Top of Exercise data

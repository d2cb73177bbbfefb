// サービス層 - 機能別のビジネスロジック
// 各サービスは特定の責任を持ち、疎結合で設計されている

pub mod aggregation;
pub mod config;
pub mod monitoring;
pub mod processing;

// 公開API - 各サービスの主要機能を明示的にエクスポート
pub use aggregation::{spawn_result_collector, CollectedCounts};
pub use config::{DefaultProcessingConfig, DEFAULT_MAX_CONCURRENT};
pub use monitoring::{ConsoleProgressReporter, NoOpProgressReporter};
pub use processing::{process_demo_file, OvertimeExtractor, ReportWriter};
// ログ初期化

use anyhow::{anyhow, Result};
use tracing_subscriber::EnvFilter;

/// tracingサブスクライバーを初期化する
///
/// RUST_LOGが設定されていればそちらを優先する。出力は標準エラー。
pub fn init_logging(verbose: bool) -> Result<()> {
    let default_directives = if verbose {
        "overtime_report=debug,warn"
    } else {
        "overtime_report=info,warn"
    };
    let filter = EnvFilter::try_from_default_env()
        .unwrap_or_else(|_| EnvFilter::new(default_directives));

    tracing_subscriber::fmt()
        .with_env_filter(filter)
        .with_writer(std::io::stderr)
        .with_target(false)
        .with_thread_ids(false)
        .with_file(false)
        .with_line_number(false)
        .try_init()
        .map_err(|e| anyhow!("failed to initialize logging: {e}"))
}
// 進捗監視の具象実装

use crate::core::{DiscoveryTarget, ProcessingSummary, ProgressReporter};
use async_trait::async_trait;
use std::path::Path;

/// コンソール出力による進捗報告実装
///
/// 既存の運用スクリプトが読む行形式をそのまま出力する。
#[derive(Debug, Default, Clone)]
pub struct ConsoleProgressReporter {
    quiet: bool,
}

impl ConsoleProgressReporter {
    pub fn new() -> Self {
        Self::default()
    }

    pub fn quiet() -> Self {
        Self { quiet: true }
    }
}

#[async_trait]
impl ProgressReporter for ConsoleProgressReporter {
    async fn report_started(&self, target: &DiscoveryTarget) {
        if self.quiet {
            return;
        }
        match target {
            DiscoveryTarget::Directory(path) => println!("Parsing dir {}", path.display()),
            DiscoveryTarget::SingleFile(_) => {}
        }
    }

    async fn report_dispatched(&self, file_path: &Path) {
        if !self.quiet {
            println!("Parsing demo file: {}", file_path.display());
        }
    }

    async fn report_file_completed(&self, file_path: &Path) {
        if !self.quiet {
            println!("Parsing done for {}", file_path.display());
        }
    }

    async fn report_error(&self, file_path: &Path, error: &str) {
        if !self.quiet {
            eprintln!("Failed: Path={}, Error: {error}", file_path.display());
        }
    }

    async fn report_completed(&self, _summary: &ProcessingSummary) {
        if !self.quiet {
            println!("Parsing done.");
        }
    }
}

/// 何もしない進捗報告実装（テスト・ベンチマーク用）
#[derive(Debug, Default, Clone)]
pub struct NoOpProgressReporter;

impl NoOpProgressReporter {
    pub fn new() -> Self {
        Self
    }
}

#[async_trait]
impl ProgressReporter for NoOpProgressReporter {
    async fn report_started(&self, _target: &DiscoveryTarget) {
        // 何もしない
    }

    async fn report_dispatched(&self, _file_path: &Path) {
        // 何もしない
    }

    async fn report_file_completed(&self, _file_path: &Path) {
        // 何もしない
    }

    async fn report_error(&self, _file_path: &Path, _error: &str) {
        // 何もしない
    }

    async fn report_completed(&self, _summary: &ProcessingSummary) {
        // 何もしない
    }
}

Bottom of Exercise data

- [Your goal]:
All lines of the material that contain the word "aggregation" should be listed.

- [Reply to the task]:
pub mod aggregation;
pub use aggregation::{spawn_result_collector, CollectedCounts};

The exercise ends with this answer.